● **RECORDED INFORMATION**
══════════════════════════════

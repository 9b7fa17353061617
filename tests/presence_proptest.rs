//! Property-based tests for the presence registry
//!
//! Random sequences of connects, disconnects, evictions and relays are run
//! against the registry and a plain model of the user <-> connection index.

use std::collections::BTreeMap;
use std::sync::{Arc, Mutex};

use proptest::prelude::*;

use duetchat::backend::presence::{DeliveryError, PresenceRegistry, Registration, RelayOutcome, Transport};
use duetchat::shared::{EventType, Message, RealtimeEvent};

#[derive(Debug, Clone)]
enum Push {
    To(String, RealtimeEvent),
    All(RealtimeEvent),
}

#[derive(Default)]
struct Recorder {
    pushes: Mutex<Vec<Push>>,
}

impl Recorder {
    fn take(&self) -> Vec<Push> {
        std::mem::take(&mut *self.pushes.lock().unwrap())
    }
}

impl Transport for Recorder {
    fn send_to_connection(&self, connection_id: &str, event: RealtimeEvent) -> Result<(), DeliveryError> {
        self.pushes.lock().unwrap().push(Push::To(connection_id.to_string(), event));
        Ok(())
    }

    fn broadcast(&self, event: RealtimeEvent) -> usize {
        self.pushes.lock().unwrap().push(Push::All(event));
        1
    }

    fn close(&self, _connection_id: &str) {}
}

#[derive(Debug, Clone)]
enum Op {
    Register(Option<u8>, u8),
    UnregisterConnection(u8),
    UnregisterUser(u8),
    Relay(u8),
}

fn op() -> impl Strategy<Value = Op> {
    prop_oneof![
        3 => (proptest::option::weighted(0.85, 0u8..4), 0u8..6).prop_map(|(u, c)| Op::Register(u, c)),
        2 => (0u8..6).prop_map(Op::UnregisterConnection),
        1 => (0u8..4).prop_map(Op::UnregisterUser),
        1 => (0u8..4).prop_map(Op::Relay),
    ]
}

fn user(n: u8) -> String {
    format!("user-{}", n)
}

fn conn(n: u8) -> String {
    format!("conn-{}", n)
}

#[derive(Default)]
struct Model {
    by_user: BTreeMap<String, String>,
    by_connection: BTreeMap<String, String>,
}

impl Model {
    fn online(&self) -> Vec<String> {
        self.by_user.keys().cloned().collect()
    }
}

fn only_broadcast(pushes: &[Push], expected_online: &[String]) -> Result<(), TestCaseError> {
    prop_assert_eq!(pushes.len(), 1);
    match &pushes[0] {
        Push::All(event) => {
            prop_assert_eq!(event.event_type, EventType::GetOnlineUsers);
            prop_assert_eq!(&event.payload, &serde_json::json!(expected_online));
        }
        other => prop_assert!(false, "expected a broadcast, got {:?}", other),
    }
    Ok(())
}

proptest! {
    #[test]
    fn test_registry_matches_model(ops in proptest::collection::vec(op(), 1..60)) {
        let recorder = Arc::new(Recorder::default());
        let registry = PresenceRegistry::new(recorder.clone());
        let mut model = Model::default();

        for op in ops {
            match op {
                Op::Register(None, c) => {
                    prop_assert_eq!(registry.register_connection(None, &conn(c)), Registration::Anonymous);
                    only_broadcast(&recorder.take(), &model.online())?;
                }
                Op::Register(Some(u), c) => {
                    let (u, c) = (user(u), conn(c));
                    if let Some(stale) = model.by_connection.remove(&c) {
                        if stale != u {
                            model.by_user.remove(&stale);
                        }
                    }
                    let previous = model.by_user.insert(u.clone(), c.clone());
                    model.by_connection.insert(c.clone(), u.clone());

                    let registration = registry.register_connection(Some(&u), &c);
                    let mut pushes = recorder.take();
                    match previous {
                        Some(previous) if previous != c => {
                            model.by_connection.remove(&previous);
                            prop_assert_eq!(
                                registration,
                                Registration::Replaced { previous_connection: previous.clone() }
                            );
                            let notice = pushes.remove(0);
                            match notice {
                                Push::To(target, event) => {
                                    prop_assert_eq!(target, previous);
                                    prop_assert_eq!(event.event_type, EventType::SessionReplaced);
                                }
                                other => prop_assert!(false, "expected sessionReplaced, got {:?}", other),
                            }
                        }
                        _ => prop_assert_eq!(registration, Registration::Registered),
                    }
                    only_broadcast(&pushes, &model.online())?;
                }
                Op::UnregisterConnection(c) => {
                    let c = conn(c);
                    let expected = model.by_connection.remove(&c);
                    if let Some(u) = &expected {
                        model.by_user.remove(u);
                    }
                    prop_assert_eq!(registry.unregister_connection(&c), expected.clone());
                    let pushes = recorder.take();
                    if expected.is_some() {
                        only_broadcast(&pushes, &model.online())?;
                    } else {
                        prop_assert!(pushes.is_empty());
                    }
                }
                Op::UnregisterUser(u) => {
                    let u = user(u);
                    let expected = model.by_user.remove(&u);
                    if let Some(c) = &expected {
                        model.by_connection.remove(c);
                    }
                    prop_assert_eq!(registry.unregister_user(&u), expected.clone());
                    let pushes = recorder.take();
                    if expected.is_some() {
                        only_broadcast(&pushes, &model.online())?;
                    } else {
                        prop_assert!(pushes.is_empty());
                    }
                }
                Op::Relay(u) => {
                    let message = Message::new("sender".into(), user(u), Some("hi".into()), None);
                    let outcome = registry.relay_message(&message);
                    let pushes = recorder.take();
                    match model.by_user.get(&user(u)) {
                        Some(c) => {
                            prop_assert_eq!(outcome, RelayOutcome::Delivered(c.clone()));
                            prop_assert_eq!(pushes.len(), 1);
                            match &pushes[0] {
                                Push::To(target, event) => {
                                    prop_assert_eq!(target, c);
                                    prop_assert_eq!(event.event_type, EventType::NewMessage);
                                }
                                other => prop_assert!(false, "expected a direct push, got {:?}", other),
                            }
                        }
                        None => {
                            prop_assert_eq!(outcome, RelayOutcome::Offline);
                            prop_assert!(pushes.is_empty());
                        }
                    }
                }
            }

            // Index stays a bijection and matches the model.
            prop_assert_eq!(registry.online_users(), model.online());
            for (u, c) in &model.by_user {
                prop_assert_eq!(registry.lookup_connection(u), Some(c.clone()));
                prop_assert_eq!(model.by_connection.get(c), Some(u));
            }
            prop_assert_eq!(model.by_user.len(), model.by_connection.len());
        }
    }
}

══════════════════════════════

● **TASK INSTRUCTIONS**
Sift through the entries and copy every line with "PresenceRegistry".

● **RESULT OF THE TASK**
use duetchat::backend::presence::{DeliveryError, PresenceRegistry, Registration, RelayOutcome, Transport};
        let registry = PresenceRegistry::new(recorder.clone());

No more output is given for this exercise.